TASK ▸ Within the entries that follow, show each line where the word "used" occurs.

Collected data
*** Begin section ***

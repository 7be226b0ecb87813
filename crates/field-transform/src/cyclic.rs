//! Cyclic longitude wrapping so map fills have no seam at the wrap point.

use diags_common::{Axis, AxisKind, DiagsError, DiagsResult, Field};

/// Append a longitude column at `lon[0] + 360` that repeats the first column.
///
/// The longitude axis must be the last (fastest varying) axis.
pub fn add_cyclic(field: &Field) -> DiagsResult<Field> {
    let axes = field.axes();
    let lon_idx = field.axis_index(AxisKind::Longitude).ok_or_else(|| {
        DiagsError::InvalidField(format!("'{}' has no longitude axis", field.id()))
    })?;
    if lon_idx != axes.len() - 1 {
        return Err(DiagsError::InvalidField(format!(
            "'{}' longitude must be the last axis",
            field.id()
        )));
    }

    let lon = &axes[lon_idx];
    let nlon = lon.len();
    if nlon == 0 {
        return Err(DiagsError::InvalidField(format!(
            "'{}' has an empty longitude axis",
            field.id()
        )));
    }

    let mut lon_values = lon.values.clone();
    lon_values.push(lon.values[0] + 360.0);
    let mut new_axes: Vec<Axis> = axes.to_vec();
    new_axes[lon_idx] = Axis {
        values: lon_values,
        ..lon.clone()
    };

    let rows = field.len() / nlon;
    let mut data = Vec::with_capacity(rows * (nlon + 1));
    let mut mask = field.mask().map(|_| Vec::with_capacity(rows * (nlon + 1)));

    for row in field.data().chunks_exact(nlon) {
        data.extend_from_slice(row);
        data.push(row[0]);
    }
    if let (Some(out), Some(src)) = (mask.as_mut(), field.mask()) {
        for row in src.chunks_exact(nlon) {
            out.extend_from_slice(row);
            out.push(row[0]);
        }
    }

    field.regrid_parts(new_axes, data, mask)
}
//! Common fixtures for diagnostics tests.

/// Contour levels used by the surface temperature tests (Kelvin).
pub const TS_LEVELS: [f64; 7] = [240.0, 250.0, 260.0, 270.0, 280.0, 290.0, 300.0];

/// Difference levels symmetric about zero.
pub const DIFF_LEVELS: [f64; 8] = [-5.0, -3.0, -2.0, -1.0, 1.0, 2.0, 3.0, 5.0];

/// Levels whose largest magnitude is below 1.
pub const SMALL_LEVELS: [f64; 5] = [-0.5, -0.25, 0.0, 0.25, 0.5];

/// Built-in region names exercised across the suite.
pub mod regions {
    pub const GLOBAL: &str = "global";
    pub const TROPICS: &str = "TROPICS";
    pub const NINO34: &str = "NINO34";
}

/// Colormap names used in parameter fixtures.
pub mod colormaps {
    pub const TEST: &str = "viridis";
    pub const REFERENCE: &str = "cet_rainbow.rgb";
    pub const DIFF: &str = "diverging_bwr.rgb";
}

*** End section ***
*** Begin section ***

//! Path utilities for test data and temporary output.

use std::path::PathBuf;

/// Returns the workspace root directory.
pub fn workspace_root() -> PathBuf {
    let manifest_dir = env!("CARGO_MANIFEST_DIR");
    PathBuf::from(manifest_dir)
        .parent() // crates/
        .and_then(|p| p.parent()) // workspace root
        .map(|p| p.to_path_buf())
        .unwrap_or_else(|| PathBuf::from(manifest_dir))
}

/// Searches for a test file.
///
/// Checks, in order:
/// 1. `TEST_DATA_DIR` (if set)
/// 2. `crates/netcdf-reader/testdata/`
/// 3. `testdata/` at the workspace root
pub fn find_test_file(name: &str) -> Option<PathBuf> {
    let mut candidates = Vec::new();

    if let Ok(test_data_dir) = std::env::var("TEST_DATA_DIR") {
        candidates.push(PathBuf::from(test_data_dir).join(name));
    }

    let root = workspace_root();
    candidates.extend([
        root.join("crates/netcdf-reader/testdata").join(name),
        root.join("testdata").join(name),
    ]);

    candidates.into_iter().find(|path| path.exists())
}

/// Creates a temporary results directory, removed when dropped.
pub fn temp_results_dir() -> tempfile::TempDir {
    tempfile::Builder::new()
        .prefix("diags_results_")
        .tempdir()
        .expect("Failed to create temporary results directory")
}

*** End section ***

EXERCISE OUTPUT ▸
/// Contour levels used by the surface temperature tests (Kelvin).
/// Colormap names used in parameter fixtures.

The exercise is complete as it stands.